Material to process Start Marker

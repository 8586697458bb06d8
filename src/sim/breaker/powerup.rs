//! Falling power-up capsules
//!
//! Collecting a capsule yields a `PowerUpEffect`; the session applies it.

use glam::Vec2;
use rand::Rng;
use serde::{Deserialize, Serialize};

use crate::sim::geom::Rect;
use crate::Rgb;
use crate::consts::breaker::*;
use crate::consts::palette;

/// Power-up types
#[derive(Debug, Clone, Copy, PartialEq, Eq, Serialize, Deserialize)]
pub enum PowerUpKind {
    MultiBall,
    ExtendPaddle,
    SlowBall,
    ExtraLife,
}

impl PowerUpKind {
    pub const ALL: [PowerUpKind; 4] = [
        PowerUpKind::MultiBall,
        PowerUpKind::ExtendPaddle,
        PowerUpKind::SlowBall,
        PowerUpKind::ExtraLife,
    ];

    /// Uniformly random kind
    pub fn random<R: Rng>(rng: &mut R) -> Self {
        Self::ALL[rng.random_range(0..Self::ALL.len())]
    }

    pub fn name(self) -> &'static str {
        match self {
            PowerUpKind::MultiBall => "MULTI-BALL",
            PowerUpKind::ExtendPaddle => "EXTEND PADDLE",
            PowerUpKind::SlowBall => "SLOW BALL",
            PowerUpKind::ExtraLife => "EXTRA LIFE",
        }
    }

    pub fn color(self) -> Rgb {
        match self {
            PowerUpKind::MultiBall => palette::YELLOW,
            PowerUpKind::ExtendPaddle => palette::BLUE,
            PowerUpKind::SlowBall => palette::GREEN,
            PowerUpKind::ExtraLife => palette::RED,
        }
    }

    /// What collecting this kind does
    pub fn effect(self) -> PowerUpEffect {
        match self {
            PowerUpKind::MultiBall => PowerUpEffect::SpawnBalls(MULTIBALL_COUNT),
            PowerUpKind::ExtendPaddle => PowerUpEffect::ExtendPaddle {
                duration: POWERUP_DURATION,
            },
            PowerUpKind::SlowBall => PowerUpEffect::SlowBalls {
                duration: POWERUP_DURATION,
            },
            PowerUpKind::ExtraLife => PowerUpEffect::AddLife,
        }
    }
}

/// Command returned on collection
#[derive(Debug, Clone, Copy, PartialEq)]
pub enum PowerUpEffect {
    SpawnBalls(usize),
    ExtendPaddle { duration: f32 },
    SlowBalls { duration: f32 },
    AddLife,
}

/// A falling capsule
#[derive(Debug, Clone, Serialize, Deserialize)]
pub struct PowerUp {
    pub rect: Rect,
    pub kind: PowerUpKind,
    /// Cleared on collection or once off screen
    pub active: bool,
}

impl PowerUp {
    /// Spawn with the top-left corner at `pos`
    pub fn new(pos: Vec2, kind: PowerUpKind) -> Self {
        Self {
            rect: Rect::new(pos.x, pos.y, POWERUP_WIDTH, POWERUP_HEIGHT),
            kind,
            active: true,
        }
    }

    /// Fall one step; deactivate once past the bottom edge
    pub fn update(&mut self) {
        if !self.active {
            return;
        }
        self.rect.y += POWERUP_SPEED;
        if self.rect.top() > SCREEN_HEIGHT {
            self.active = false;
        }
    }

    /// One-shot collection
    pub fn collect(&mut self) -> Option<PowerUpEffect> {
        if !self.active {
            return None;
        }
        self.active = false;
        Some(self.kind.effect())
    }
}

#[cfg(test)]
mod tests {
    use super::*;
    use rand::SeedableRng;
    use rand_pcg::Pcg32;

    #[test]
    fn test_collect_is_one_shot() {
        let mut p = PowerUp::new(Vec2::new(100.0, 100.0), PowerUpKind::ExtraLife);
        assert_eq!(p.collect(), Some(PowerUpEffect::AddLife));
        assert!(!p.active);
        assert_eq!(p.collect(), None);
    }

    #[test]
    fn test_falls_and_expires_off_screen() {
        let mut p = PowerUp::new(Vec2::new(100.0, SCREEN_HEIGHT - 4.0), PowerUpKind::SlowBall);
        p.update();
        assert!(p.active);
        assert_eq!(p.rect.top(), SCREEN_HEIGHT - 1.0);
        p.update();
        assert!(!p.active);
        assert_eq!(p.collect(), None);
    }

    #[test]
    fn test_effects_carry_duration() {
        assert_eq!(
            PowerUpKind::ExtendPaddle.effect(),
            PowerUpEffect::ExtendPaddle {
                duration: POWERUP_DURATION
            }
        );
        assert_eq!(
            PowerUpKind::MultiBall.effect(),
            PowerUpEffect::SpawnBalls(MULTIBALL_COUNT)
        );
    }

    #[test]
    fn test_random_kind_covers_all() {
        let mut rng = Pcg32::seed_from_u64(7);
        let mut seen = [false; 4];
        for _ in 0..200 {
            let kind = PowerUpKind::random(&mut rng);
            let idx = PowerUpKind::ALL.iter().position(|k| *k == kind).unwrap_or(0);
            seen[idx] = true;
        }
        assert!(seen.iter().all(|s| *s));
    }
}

Material to process End Marker
Material to process Start Marker

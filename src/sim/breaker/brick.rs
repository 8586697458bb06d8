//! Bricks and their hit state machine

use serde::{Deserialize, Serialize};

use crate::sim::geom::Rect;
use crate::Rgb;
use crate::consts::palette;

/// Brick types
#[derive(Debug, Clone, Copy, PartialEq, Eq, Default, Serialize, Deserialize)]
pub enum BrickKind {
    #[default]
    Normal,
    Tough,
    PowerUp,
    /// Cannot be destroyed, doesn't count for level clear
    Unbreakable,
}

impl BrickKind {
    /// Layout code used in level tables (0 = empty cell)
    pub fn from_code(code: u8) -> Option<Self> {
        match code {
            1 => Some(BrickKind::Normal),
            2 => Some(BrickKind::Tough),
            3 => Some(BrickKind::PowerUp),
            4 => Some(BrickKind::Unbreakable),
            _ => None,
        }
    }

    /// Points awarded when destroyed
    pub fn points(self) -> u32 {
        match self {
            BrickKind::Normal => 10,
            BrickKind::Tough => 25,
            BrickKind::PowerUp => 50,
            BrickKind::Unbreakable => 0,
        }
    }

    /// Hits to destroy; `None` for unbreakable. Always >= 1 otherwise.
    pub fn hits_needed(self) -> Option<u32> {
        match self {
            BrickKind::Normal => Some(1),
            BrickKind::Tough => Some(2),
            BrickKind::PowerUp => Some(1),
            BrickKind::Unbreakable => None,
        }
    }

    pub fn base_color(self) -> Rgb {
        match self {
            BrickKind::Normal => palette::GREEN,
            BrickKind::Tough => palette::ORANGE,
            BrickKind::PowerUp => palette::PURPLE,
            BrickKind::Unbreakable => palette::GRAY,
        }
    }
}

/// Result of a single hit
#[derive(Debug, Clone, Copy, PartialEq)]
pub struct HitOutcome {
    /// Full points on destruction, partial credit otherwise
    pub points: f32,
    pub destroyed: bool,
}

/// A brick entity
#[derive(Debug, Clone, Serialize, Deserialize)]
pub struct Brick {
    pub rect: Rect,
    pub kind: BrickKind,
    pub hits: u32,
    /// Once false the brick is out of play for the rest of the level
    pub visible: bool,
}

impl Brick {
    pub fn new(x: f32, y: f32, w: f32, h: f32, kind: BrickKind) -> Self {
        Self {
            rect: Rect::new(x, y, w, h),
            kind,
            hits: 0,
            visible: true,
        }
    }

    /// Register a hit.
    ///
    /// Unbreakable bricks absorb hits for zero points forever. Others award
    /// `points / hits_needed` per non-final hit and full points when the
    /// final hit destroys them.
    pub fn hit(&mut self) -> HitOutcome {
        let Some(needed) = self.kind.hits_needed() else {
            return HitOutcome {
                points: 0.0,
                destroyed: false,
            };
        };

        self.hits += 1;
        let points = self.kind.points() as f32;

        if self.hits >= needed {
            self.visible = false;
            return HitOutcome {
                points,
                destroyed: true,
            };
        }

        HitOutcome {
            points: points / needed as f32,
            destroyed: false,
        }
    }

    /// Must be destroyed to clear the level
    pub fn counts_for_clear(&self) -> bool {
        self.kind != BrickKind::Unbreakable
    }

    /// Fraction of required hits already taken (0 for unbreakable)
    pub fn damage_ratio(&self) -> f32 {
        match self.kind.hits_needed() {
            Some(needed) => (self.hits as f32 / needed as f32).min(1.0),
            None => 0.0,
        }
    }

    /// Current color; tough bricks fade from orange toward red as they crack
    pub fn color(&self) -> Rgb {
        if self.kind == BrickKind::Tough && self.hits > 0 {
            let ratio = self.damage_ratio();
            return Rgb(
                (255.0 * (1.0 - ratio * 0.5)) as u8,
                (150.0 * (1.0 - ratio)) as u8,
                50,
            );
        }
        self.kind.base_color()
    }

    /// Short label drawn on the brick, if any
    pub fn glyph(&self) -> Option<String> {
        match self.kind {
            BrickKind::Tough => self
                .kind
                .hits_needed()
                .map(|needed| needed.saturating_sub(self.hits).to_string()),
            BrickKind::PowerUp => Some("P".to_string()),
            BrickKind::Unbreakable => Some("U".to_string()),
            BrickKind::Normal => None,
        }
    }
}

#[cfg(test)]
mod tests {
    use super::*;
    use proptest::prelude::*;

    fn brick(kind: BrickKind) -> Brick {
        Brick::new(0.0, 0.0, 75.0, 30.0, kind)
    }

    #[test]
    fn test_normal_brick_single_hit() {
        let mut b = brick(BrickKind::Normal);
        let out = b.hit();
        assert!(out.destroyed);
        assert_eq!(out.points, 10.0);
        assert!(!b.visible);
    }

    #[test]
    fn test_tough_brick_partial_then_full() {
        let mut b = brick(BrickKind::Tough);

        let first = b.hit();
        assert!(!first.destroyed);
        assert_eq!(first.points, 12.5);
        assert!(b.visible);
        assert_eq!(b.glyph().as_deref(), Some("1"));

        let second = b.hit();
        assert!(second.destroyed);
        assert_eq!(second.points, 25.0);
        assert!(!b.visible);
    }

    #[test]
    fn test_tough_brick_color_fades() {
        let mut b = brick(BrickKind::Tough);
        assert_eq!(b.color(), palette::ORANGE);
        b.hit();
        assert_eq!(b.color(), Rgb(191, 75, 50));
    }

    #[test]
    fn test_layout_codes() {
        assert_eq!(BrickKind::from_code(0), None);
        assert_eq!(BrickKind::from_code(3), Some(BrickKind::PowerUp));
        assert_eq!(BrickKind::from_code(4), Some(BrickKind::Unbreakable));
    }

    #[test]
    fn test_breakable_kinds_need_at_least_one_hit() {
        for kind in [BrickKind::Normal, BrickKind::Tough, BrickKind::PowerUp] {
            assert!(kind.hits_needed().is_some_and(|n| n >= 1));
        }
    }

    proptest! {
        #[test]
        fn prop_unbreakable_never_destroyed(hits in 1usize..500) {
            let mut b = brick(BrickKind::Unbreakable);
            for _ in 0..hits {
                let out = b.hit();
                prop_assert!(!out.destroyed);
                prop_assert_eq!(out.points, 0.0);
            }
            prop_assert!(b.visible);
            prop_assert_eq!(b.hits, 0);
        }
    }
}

Material to process End Marker
Material to process Start Marker

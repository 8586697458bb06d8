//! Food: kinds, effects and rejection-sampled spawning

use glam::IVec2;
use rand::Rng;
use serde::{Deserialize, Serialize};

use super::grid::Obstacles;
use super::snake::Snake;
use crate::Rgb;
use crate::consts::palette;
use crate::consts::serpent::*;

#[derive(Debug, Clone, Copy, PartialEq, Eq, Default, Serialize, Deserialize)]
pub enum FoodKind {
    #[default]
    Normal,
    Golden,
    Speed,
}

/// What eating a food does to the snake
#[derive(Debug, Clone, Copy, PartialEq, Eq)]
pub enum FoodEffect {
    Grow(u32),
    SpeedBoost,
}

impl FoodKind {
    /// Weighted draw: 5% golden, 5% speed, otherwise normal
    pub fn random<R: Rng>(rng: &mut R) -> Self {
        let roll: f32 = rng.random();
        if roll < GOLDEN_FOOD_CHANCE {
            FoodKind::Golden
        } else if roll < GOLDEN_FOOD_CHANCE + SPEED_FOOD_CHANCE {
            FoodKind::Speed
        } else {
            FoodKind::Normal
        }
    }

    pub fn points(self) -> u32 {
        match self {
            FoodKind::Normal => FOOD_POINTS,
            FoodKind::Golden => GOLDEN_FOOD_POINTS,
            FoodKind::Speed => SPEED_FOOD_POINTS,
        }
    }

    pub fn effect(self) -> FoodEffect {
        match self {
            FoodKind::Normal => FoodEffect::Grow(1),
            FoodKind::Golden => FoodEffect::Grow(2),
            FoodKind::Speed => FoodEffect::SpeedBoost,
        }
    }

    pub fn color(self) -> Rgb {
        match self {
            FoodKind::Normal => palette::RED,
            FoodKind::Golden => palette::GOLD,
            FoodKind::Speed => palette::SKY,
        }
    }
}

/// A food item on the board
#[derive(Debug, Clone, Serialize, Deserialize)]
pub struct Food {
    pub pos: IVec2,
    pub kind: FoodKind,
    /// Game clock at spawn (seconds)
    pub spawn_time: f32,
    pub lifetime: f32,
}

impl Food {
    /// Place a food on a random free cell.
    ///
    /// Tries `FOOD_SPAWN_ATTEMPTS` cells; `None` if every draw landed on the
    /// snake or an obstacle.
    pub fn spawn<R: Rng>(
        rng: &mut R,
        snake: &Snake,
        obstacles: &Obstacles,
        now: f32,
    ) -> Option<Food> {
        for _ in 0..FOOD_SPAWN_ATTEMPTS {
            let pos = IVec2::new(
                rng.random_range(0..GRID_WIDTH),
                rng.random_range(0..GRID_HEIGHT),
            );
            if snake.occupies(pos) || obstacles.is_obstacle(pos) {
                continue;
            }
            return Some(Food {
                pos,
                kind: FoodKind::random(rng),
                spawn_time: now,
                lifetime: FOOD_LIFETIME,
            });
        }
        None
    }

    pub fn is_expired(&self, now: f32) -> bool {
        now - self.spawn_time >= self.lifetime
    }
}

Material to process End Marker

* Try it
The output should be exactly the lines above from the line containing "at spawn (seconds)" to the line containing "or an obstacle.", inclusive, with no other lines.

* Output
    /// Game clock at spawn (seconds)
    pub spawn_time: f32,
    pub lifetime: f32,
}

impl Food {
    /// Place a food on a random free cell.
    ///
    /// Tries `FOOD_SPAWN_ATTEMPTS` cells; `None` if every draw landed on the
    /// snake or an obstacle.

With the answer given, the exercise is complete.